I made a decision about a year ago -
- I don't go to movies where their are killings or anything bad like that. I go to romance or comedy movies.
- I don't watch shows on TV that are all about sex, murders etc.
- I watch the news, but only enough to stay informed - then I turn it off.
- I try not to surround myself with negativity.
- I read inspirational books and the Bible.
- I listen to music.
We have not been closely involved in a church for a long time. Even though we GO to church and hear the message, Bob has chosen to not be part of a church family. That may be part of my problem. I don't have any friends, not Christian friends. I work with people 8 hours a day and know most of them quite well, but they aren't "friends". The only true friend I have is 5 hours away. We email most days but we don't get to be together but maybe once or twice a year.
Why am I writing this? I can't really say - I guess it is because I know there are others out there that are hurting too. I just seem to have the voice to write about it. Do I have the answers? No, if I did I wouldn't be where I am right now.
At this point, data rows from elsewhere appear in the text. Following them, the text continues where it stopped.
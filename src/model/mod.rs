pub mod event;
pub mod ingredient;
pub mod packing;
pub mod recipe;

pub use event::{BarRental, Bartender, Event, EventStatus, EventType, GlassItem, GlassRental};
pub use ingredient::{Ingredient, IngredientCategory};
pub use packing::{PackingItem, PackingList, Summary};
pub use recipe::{CocktailRecipe, RecipeCatalog};
use crate::error::ExportError;
use crate::model::PackingList;
use std::fs::File;
use std::io::{BufWriter, Write};
use std::path::Path;

pub fn export_json<P: AsRef<Path>>(list: &PackingList, path: P) -> Result<(), ExportError> {
    let path_ref = path.as_ref();
    let file = File::create(path_ref).map_err(|source| ExportError::FileCreate {
        path: path_ref.to_path_buf(),
        source,
    })?;

    write_json(list, BufWriter::new(file))
}

/// Pretty JSON with the camelCase field names the dashboard reads.
pub fn write_json<W: Write>(list: &PackingList, mut out: W) -> Result<(), ExportError> {
    serde_json::to_writer_pretty(&mut out, list)?;
    out.flush().map_err(|e| ExportError::WriteError {
        message: e.to_string(),
    })
}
My grandson and I were watching TV one day and a commercial for depression came on. He sat and watched it, then he stated; "Why don't they just GET OVER IT." I had to explain that it is a disease that they can't just get over, they have to work through it and it may never go away completely. If only it were that easy, just GET OVER IT.
Anyway, I hope to make 2010 a better year.
1. I will continue to NOT do things that make me feel bad or that are not good for my spiritual soul.
2. I will work more on my scrapbooking and preserving the memories of the good times.
3. My photography will continue to be a big part of my life.
4. My spiritual quest will continue into more study, prayer and growth then before.
5. I will pray for my family and their families for their needs of spiritual salvation, shelter and food.
6. I will pray for our government - as they continue to do what is NOT good for us that someway their eyes will be opened and make changes that need made.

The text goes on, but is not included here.